[EXERCISE REQUIREMENTS]: Copy out exactly the stretch of the listing below that begins at the line containing "external fixups per section" and ends at the line containing "ticket-to-object converter executable", and copy nothing outside it.

[DATASET]:
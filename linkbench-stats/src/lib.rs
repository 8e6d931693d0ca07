#![warn(missing_docs)]
//! Linkbench Statistical Aggregation
//!
//! Reduces raw timing samples to the pair every downstream consumer wants:
//! the sample mean and a 95% confidence interval. Also provides the
//! least-squares line fit used by the plot writer.

mod fit;
mod summary;

pub use fit::{LineFit, least_squares};
pub use summary::{RunStats, confidence_interval, mean, population_std_dev, summarize};

/// z value for a two-sided 95% confidence interval under the normal
/// approximation.
pub const Z_95: f64 = 1.96;
#![warn(missing_docs)]
//! Linkbench CLI
//!
//! Ties the sweep machinery together: parses the command line, layers it
//! over an optional `linkbench.toml`, builds and shuffles the test matrix,
//! sizes the progress bar from the step estimator, drives the sweep, and
//! writes the CSV and plot outputs.

mod config;
mod progress;
pub mod sweep;

pub use config::{LinkbenchConfig, RunConfig, ToolsConfig};
pub use progress::TermProgress;
pub use sweep::{SweepConfig, SweepDriver, SweepOutcome, Target, TargetTiming, TestResult};

use std::path::PathBuf;

use anyhow::Context;
use clap::Parser;
use rand::SeedableRng;
use rand::rngs::StdRng;
use tracing::{debug, warn};

use linkbench_core::{
    MODULES_AXIS, NullSink, ParameterSet, ProgressSink, Range, build_matrix, estimate_units,
};
use linkbench_exec::{describe_host, resolve_executable, tool_name};
use linkbench_report::{
    PlotSeries, SweepRow, column_indices, csv_file_name, gnuplot_script, write_csv,
};
use linkbench_stats::least_squares;

/// Time linkers across a swept parameter space.
#[derive(Parser, Debug)]
#[command(name = "linkbench")]
#[command(author, version, about = "linkbench - parameter-sweep timing harness for linkers")]
pub struct Cli {
    /// Number of common symbols per module
    #[arg(long, default_value = "0", help_heading = "Steppable arguments")]
    pub common: Range,

    /// Number of external symbols per module
    #[arg(long, default_value = "0,10000,1000", help_heading = "Steppable arguments")]
    pub external: Range,

    /// Number of linkonce symbols per module
    #[arg(long, default_value = "0", help_heading = "Steppable arguments")]
    pub linkonce: Range,

    /// Number of modules to generate per test
    #[arg(long, default_value = "100", help_heading = "Steppable arguments")]
    pub modules: Range,

    /// Section size in bytes
    #[arg(long, default_value = "8", help_heading = "Steppable arguments")]
    pub section_size: Range,

    /// Length of the generated symbol-name prefix
    #[arg(long, default_value = "0", help_heading = "Steppable arguments")]
    pub prefix_length: Range,

    /// Number of external fixups per section
    #[arg(long, default_value = "0", help_heading = "Steppable arguments")]
    pub external_fixups: Range,

    /// Number of internal fixups per section
    #[arg(long, default_value = "0", help_heading = "Steppable arguments")]
    pub internal_fixups: Range,

    /// The location of the input-generator executable
    #[arg(long)]
    pub generator: Option<String>,

    /// The location of the ticket-to-object converter executable
    #[arg(long)]
    pub converter: Option<String>,

    /// The name of the program repository file
    #[arg(long)]
    pub repo_name: Option<String>,

    /// The directory for work files and results
    #[arg(long)]
    pub work_dir: Option<PathBuf>,

    /// A prefix applied to the output CSV file names
    #[arg(long)]
    pub prefix: Option<String>,

    /// The number of timed runs of each target for each test
    #[arg(long)]
    pub runs: Option<u64>,

    /// Shuffle seed for a reproducible execution order
    #[arg(long)]
    pub seed: Option<u64>,

    /// Target triple passed to the generator
    #[arg(long)]
    pub triple: Option<String>,

    /// The target that links tickets directly from the repository
    #[arg(long)]
    pub direct_linker: Option<String>,

    /// Write a gnuplot script to this file after the sweep
    #[arg(long)]
    pub plot: Option<PathBuf>,

    /// The axis used for the plot's x values
    #[arg(long, default_value = "external")]
    pub xname: String,

    /// Run with verbose logging instead of a progress bar
    #[arg(short, long)]
    pub verbose: bool,

    /// The linkers to be timed
    #[arg(required = true)]
    pub targets: Vec<String>,
}

impl Cli {
    /// The swept/fixed axes as a `ParameterSet`, keyed by the flag names
    /// the generator expects.
    pub fn parameter_set(&self) -> ParameterSet {
        let mut params = ParameterSet::new();
        params.insert("common", self.common);
        params.insert("external", self.external);
        params.insert("linkonce", self.linkonce);
        params.insert(MODULES_AXIS, self.modules);
        params.insert("section-size", self.section_size);
        params.insert("prefix-length", self.prefix_length);
        params.insert("external-fixups", self.external_fixups);
        params.insert("internal-fixups", self.internal_fixups);
        params
    }
}

/// Parse the command line and run a sweep.
pub fn run() -> anyhow::Result<()> {
    let cli = Cli::parse();

    if cli.verbose {
        tracing_subscriber::fmt()
            .with_env_filter("linkbench=debug")
            .init();
    } else {
        tracing_subscriber::fmt()
            .with_env_filter("linkbench=warn")
            .init();
    }

    run_with_cli(cli)
}

/// Run a sweep with pre-parsed arguments.
pub fn run_with_cli(cli: Cli) -> anyhow::Result<()> {
    let config = LinkbenchConfig::discover().unwrap_or_default();

    // All validation happens before any side effect: a bad range, a
    // degenerate sweep, or a missing tool fails here with nothing spawned
    // and nothing deleted.
    let params = cli.parameter_set();
    let mut rng: StdRng = match cli.seed {
        Some(seed) => StdRng::seed_from_u64(seed),
        None => StdRng::from_entropy(),
    };
    let tests = build_matrix(&params, &mut rng)?;

    let generator_name = cli.generator.as_deref().unwrap_or(&config.tools.generator);
    let converter_name = cli.converter.as_deref().unwrap_or(&config.tools.converter);
    let direct_linker = cli
        .direct_linker
        .as_deref()
        .unwrap_or(&config.tools.direct_linker);

    let generator = resolve_executable(generator_name)?;
    let converter = resolve_executable(converter_name)?;
    let targets = cli
        .targets
        .iter()
        .map(|raw| {
            let path = resolve_executable(raw)?;
            let name = tool_name(&path);
            let needs_conversion = name != direct_linker;
            Ok(Target {
                name,
                path,
                needs_conversion,
            })
        })
        .collect::<Result<Vec<_>, linkbench_exec::ExecError>>()?;

    let work_dir = cli
        .work_dir
        .clone()
        .unwrap_or_else(|| PathBuf::from(&config.run.work_dir));
    std::fs::create_dir_all(&work_dir)
        .with_context(|| format!("creating work directory {}", work_dir.display()))?;

    let sweep_config = SweepConfig {
        work_dir: work_dir.clone(),
        repo_name: cli
            .repo_name
            .clone()
            .unwrap_or_else(|| config.run.repo_name.clone()),
        triple: cli
            .triple
            .clone()
            .unwrap_or_else(|| config.run.triple.clone()),
        generator,
        converter,
        runs: cli.runs.unwrap_or(config.run.runs),
        targets,
    };

    let total_units = estimate_units(&params, &sweep_config.shape());
    debug!(tests = tests.len(), total_units, "sweep prepared");

    let progress: Box<dyn ProgressSink> = if cli.verbose {
        Box::new(NullSink)
    } else {
        Box::new(TermProgress::new())
    };
    progress.start(total_units);

    let driver = SweepDriver::new(&sweep_config, progress.as_ref());
    let outcome = driver.run(&tests);
    progress.stop();
    let outcome = outcome?;

    if outcome.total_units != total_units {
        warn!(
            estimated = total_units,
            emitted = outcome.total_units,
            "progress estimate diverged from emitted units"
        );
    }

    write_outputs(&cli, &config, &params, &sweep_config, &outcome)
}

/// Write one CSV per target and, if requested, the gnuplot script.
fn write_outputs(
    cli: &Cli,
    config: &LinkbenchConfig,
    params: &ParameterSet,
    sweep_config: &SweepConfig,
    outcome: &SweepOutcome,
) -> anyhow::Result<()> {
    let axes = params.axis_names();
    let prefix = cli.prefix.as_deref().unwrap_or(&config.run.prefix);
    let mut series = Vec::with_capacity(sweep_config.targets.len());

    for (index, target) in sweep_config.targets.iter().enumerate() {
        let rows: Vec<SweepRow> = outcome
            .results
            .iter()
            .map(|result| SweepRow {
                test: result.test.clone(),
                stats: result.timings[index].stats,
            })
            .collect();

        let path = sweep_config
            .work_dir
            .join(csv_file_name(prefix, &target.name));
        write_csv(&path, &axes, &rows)
            .with_context(|| format!("writing {}", path.display()))?;
        debug!(path = %path.display(), rows = rows.len(), "csv written");

        let points: Vec<(f64, f64)> = rows
            .iter()
            .filter_map(|row| {
                row.test
                    .get(&cli.xname)
                    .map(|x| (*x as f64, row.stats.mean))
            })
            .collect();
        series.push(PlotSeries {
            title: target.name.clone(),
            csv_path: path,
            fit: least_squares(&points),
        });
    }

    if let Some(plot_path) = &cli.plot {
        let (x_column, mean_column, ci_column) = column_indices(&axes, &cli.xname)
            .ok_or_else(|| anyhow::anyhow!("'{}' is not a swept axis", cli.xname))?;
        let script = gnuplot_script(
            &series,
            x_column,
            mean_column,
            ci_column,
            &describe_host(),
            chrono::Utc::now(),
        );
        std::fs::write(plot_path, script)
            .with_context(|| format!("writing {}", plot_path.display()))?;
        debug!(path = %plot_path.display(), "plot script written");
    }

    Ok(())
}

[SOLUTION FOR THIS TASK]:
    /// Number of external fixups per section
    #[arg(long, default_value = "0", help_heading = "Steppable arguments")]
    pub external_fixups: Range,

    /// Number of internal fixups per section
    #[arg(long, default_value = "0", help_heading = "Steppable arguments")]
    pub internal_fixups: Range,

    /// The location of the input-generator executable
    #[arg(long)]
    pub generator: Option<String>,

    /// The location of the ticket-to-object converter executable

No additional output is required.